マスクはマスクですが、様々な人生模様が浮かんできますね。このところ寒くなるとマスクをしている人が目立ってきました。大気汚染が常態の北京では、外出するのにマスクが必携のようです。
この句の「放下(ほうげ)」は、投げ捨てること、突き放すこと。禅宗では、心身ともに一切の執着を捨て去ることを意味します。

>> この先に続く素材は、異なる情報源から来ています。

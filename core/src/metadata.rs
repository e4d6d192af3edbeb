use serde::{Deserialize, Serialize};
use std::collections::{BTreeMap, BTreeSet, HashMap};
use std::fs::File;
use std::io::{BufRead, BufReader};

use crate::{DocId, Result, SearchError};

/// Prefix marking a tag's curated counter-examples.
pub const NEGATIVE_TAG_PREFIX: char = '!';

/// The tag name holding counter-examples for `tag`.
pub fn negative_tag(tag: &str) -> String {
    format!("{NEGATIVE_TAG_PREFIX}{}", tag.to_lowercase())
}

/// Tag <-> document index.
///
/// Both directions are private and only [`TagIndex::tag`] and
/// [`TagIndex::untag`] mutate them, so they cannot drift apart. Only the
/// tag -> docs direction is serialized; the other is rebuilt on load.
#[derive(Debug, Clone, Default, PartialEq, Serialize, Deserialize)]
#[serde(from = "TagRecord")]
pub struct TagIndex {
    tags_to_docs: BTreeMap<String, BTreeSet<DocId>>,
    #[serde(skip)]
    docs_to_tags: BTreeMap<DocId, BTreeSet<String>>,
}

#[derive(Deserialize)]
struct TagRecord {
    tags_to_docs: BTreeMap<String, BTreeSet<DocId>>,
}

impl From<TagRecord> for TagIndex {
    fn from(record: TagRecord) -> Self {
        let mut index = TagIndex::default();
        for (tag, docs) in record.tags_to_docs {
            for doc in docs {
                index.tag(doc, &tag);
            }
        }
        index
    }
}

impl TagIndex {
    pub fn new() -> Self {
        Self::default()
    }

    /// Returns false if the document already had the tag.
    pub fn tag(&mut self, doc_id: DocId, tag: &str) -> bool {
        let tag = tag.to_lowercase();
        let added = self.tags_to_docs.entry(tag.clone()).or_default().insert(doc_id);
        self.docs_to_tags.entry(doc_id).or_default().insert(tag);
        added
    }

    /// Returns false if the document did not have the tag.
    pub fn untag(&mut self, doc_id: DocId, tag: &str) -> bool {
        let tag = tag.to_lowercase();
        let removed = match self.tags_to_docs.get_mut(&tag) {
            Some(docs) => {
                let removed = docs.remove(&doc_id);
                if docs.is_empty() {
                    self.tags_to_docs.remove(&tag);
                }
                removed
            }
            None => false,
        };
        if let Some(tags) = self.docs_to_tags.get_mut(&doc_id) {
            tags.remove(&tag);
            if tags.is_empty() {
                self.docs_to_tags.remove(&doc_id);
            }
        }
        removed
    }

    pub fn docs(&self, tag: &str) -> Option<&BTreeSet<DocId>> {
        self.tags_to_docs.get(&tag.to_lowercase())
    }

    pub fn tags_of(&self, doc_id: DocId) -> impl Iterator<Item = &str> + '_ {
        self.docs_to_tags.get(&doc_id).into_iter().flatten().map(String::as_str)
    }

    /// Every tag with its document count, alphabetically.
    pub fn counts(&self) -> Vec<(&str, usize)> {
        self.tags_to_docs.iter().map(|(tag, docs)| (tag.as_str(), docs.len())).collect()
    }

    pub fn len(&self) -> usize {
        self.tags_to_docs.len()
    }

    pub fn is_empty(&self) -> bool {
        self.tags_to_docs.is_empty()
    }

    fn max_doc_id(&self) -> Option<DocId> {
        self.docs_to_tags.keys().next_back().copied()
    }
}

/// Where a document's text came from: file index and 1-based inclusive lines.
#[derive(Debug, Clone, Copy, PartialEq, Eq, Serialize, Deserialize)]
pub struct SourceLocation {
    pub file_id: u32,
    pub start_line: u32,
    pub end_line: u32,
}

/// A resolved [`SourceLocation`].
#[derive(Debug, Clone, PartialEq, Eq, Serialize)]
pub struct Location {
    pub file: String,
    pub start_line: u32,
    pub end_line: u32,
}

#[derive(Debug, Clone, PartialEq, Eq, Serialize)]
pub struct SourceExcerpt {
    pub lines: Vec<String>,
    pub truncated: bool,
}

/// Titles, provenance and tags for every document, indexed by document id.
#[derive(Debug, Clone, Default, PartialEq, Serialize, Deserialize)]
#[serde(from = "MetadataRecord")]
pub struct DocumentMetadata {
    titles: Vec<String>,
    files: Vec<String>,
    locations: Vec<Option<SourceLocation>>,
    tags: TagIndex,
    #[serde(skip)]
    title_ids: HashMap<String, DocId>,
    #[serde(skip)]
    file_ids: HashMap<String, u32>,
}

#[derive(Deserialize)]
struct MetadataRecord {
    titles: Vec<String>,
    files: Vec<String>,
    locations: Vec<Option<SourceLocation>>,
    tags: TagIndex,
}

impl From<MetadataRecord> for DocumentMetadata {
    fn from(record: MetadataRecord) -> Self {
        let mut title_ids = HashMap::with_capacity(record.titles.len());
        for (i, title) in record.titles.iter().enumerate() {
            title_ids.entry(title.clone()).or_insert(i as DocId);
        }
        let file_ids = record.files.iter().enumerate().map(|(i, f)| (f.clone(), i as u32)).collect();
        Self {
            titles: record.titles,
            files: record.files,
            locations: record.locations,
            tags: record.tags,
            title_ids,
            file_ids,
        }
    }
}

impl DocumentMetadata {
    pub fn new() -> Self {
        Self::default()
    }

    /// Register the next document. Ids are assigned in call order.
    pub fn push_document(&mut self, title: &str, source: Option<(&str, u32, u32)>) -> DocId {
        let doc_id = self.titles.len() as DocId;
        self.title_ids.entry(title.to_string()).or_insert(doc_id);
        self.titles.push(title.to_string());
        let location = source.map(|(file, start_line, end_line)| {
            let next = self.files.len() as u32;
            let file_id = *self.file_ids.entry(file.to_string()).or_insert(next);
            if file_id == next {
                self.files.push(file.to_string());
            }
            SourceLocation { file_id, start_line, end_line }
        });
        self.locations.push(location);
        doc_id
    }

    pub fn len(&self) -> usize {
        self.titles.len()
    }

    pub fn is_empty(&self) -> bool {
        self.titles.is_empty()
    }

    fn check(&self, doc_id: DocId) -> Result<usize> {
        let i = doc_id as usize;
        if i >= self.titles.len() {
            return Err(SearchError::DocumentOutOfRange { doc_id, num_docs: self.titles.len() });
        }
        Ok(i)
    }

    pub fn title(&self, doc_id: DocId) -> Result<&str> {
        Ok(&self.titles[self.check(doc_id)?])
    }

    /// First document carrying exactly this title.
    pub fn doc_for_title(&self, title: &str) -> Option<DocId> {
        self.title_ids.get(title).copied()
    }

    pub fn location(&self, doc_id: DocId) -> Result<Option<Location>> {
        let i = self.check(doc_id)?;
        let Some(loc) = self.locations[i] else {
            return Ok(None);
        };
        let file = self
            .files
            .get(loc.file_id as usize)
            .ok_or_else(|| SearchError::CorruptBundle(format!("document {doc_id} references unknown file {}", loc.file_id)))?;
        Ok(Some(Location { file: file.clone(), start_line: loc.start_line, end_line: loc.end_line }))
    }

    /// Read the document's source lines, keeping at most `max_lines`.
    pub fn read_source(&self, doc_id: DocId, max_lines: usize) -> Result<Option<SourceExcerpt>> {
        let Some(loc) = self.location(doc_id)? else {
            return Ok(None);
        };
        let reader = BufReader::new(File::open(&loc.file)?);
        let mut lines = Vec::new();
        for (i, line) in reader.lines().enumerate() {
            let line_num = i as u32 + 1;
            if line_num > loc.end_line {
                break;
            }
            if line_num >= loc.start_line {
                lines.push(line?);
            }
        }
        let truncated = lines.len() > max_lines;
        lines.truncate(max_lines);
        Ok(Some(SourceExcerpt { lines, truncated }))
    }

    pub fn tags(&self) -> &TagIndex {
        &self.tags
    }

    pub fn tags_of(&self, doc_id: DocId) -> Result<Vec<&str>> {
        self.check(doc_id)?;
        Ok(self.tags.tags_of(doc_id).collect())
    }

    pub fn tag_document(&mut self, doc_id: DocId, tag: &str) -> Result<bool> {
        self.check(doc_id)?;
        Ok(self.tags.tag(doc_id, tag))
    }

    pub fn untag_document(&mut self, doc_id: DocId, tag: &str) -> Result<bool> {
        self.check(doc_id)?;
        Ok(self.tags.untag(doc_id, tag))
    }

    pub fn docs_with_tag(&self, tag: &str) -> Option<&BTreeSet<DocId>> {
        self.tags.docs(tag)
    }

    pub fn tag_counts(&self) -> Vec<(&str, usize)> {
        self.tags.counts()
    }

    /// Check every per-document table against the corpus size.
    pub fn validate(&self, num_docs: usize) -> Result<()> {
        if self.titles.len() != num_docs || self.locations.len() != num_docs {
            return Err(SearchError::DimensionMismatch {
                what: "document metadata rows",
                expected: num_docs,
                actual: self.titles.len().min(self.locations.len()),
            });
        }
        if let Some(max) = self.tags.max_doc_id() {
            if max as usize >= num_docs {
                return Err(SearchError::CorruptBundle(format!("tag index references document {max}")));
            }
        }
        if let Some(loc) = self.locations.iter().flatten().find(|l| l.file_id as usize >= self.files.len()) {
            return Err(SearchError::CorruptBundle(format!("source location references unknown file {}", loc.file_id)));
        }
        Ok(())
    }
}

#[cfg(test)]
mod tests {
    use super::*;
    use std::io::Write;

    #[test]
    fn tag_index_stays_in_sync() {
        let mut index = TagIndex::new();
        assert!(index.tag(1, "Pets"));
        assert!(!index.tag(1, "pets"));
        index.tag(2, "pets");
        index.tag(1, "!fish");
        assert_eq!(index.docs("PETS").map(|d| d.len()), Some(2));
        assert_eq!(index.tags_of(1).collect::<Vec<_>>(), vec!["!fish", "pets"]);

        assert!(index.untag(1, "pets"));
        assert!(!index.untag(1, "pets"));
        assert_eq!(index.tags_of(1).collect::<Vec<_>>(), vec!["!fish"]);
        index.untag(2, "pets");
        assert!(index.docs("pets").is_none());
        assert_eq!(index.counts(), vec![("!fish", 1)]);
    }

    #[test]
    fn deserialized_index_rebuilds_reverse_map() {
        let mut index = TagIndex::new();
        index.tag(0, "a");
        index.tag(3, "b");
        let bytes = bincode::serialize(&index).unwrap();
        let back: TagIndex = bincode::deserialize(&bytes).unwrap();
        assert_eq!(back, index);
        assert_eq!(back.tags_of(3).collect::<Vec<_>>(), vec!["b"]);
    }

    #[test]
    fn titles_files_and_locations() {
        let mut meta = DocumentMetadata::new();
        assert_eq!(meta.push_document("Cats", Some(("a.txt", 1, 3))), 0);
        meta.push_document("Dogs", Some(("a.txt", 4, 9)));
        meta.push_document("Cats", None);
        assert_eq!(meta.doc_for_title("Cats"), Some(0));
        assert_eq!(meta.title(1).unwrap(), "Dogs");
        assert_eq!(meta.location(1).unwrap().unwrap().start_line, 4);
        assert!(meta.location(2).unwrap().is_none());
        assert_eq!(meta.files.len(), 1);
        assert!(meta.title(3).is_err());
        meta.validate(3).unwrap();
        assert!(meta.validate(4).is_err());
    }

    #[test]
    fn read_source_is_inclusive_and_truncates() {
        let mut file = tempfile::NamedTempFile::new().unwrap();
        for i in 1..=10 {
            writeln!(file, "line {i}").unwrap();
        }
        let path = file.path().to_string_lossy().into_owned();
        let mut meta = DocumentMetadata::new();
        meta.push_document("doc", Some((&path, 3, 5)));

        let all = meta.read_source(0, 8).unwrap().unwrap();
        assert_eq!(all.lines, vec!["line 3", "line 4", "line 5"]);
        assert!(!all.truncated);

        let short = meta.read_source(0, 2).unwrap().unwrap();
        assert_eq!(short.lines.len(), 2);
        assert!(short.truncated);
    }

    #[test]
    fn tagging_checks_document_range() {
        let mut meta = DocumentMetadata::new();
        meta.push_document("only", None);
        assert!(meta.tag_document(0, "x").unwrap());
        assert!(matches!(meta.tag_document(5, "x"), Err(SearchError::DocumentOutOfRange { .. })));
        assert_eq!(negative_tag("X"), "!x");
    }
}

「一切を放下して」は、まことに強い言葉です。そして残ったのはマスクひとつであった、と作者は言っています。作者は2004(平成16)年にすい臓がんの手術をしました、この句を作ったのは2005年のことでした。亡くなったのは2006年2月8日。今でもご一緒したときの優しい温顔を思い出します。
今日は、世界都市計画の日。
作者しらさわ・ゆみひこの紹介は、2007年1月9日を参照。
(出典:「白澤弓彦句集」邑書林、2006年刊)
・このところ溜まった新聞のスクラップをしています。2011年3月11日、東日本大震災以降の関連記事の多さに驚いています。時間が経っても忘れないようにしなければなりませんね。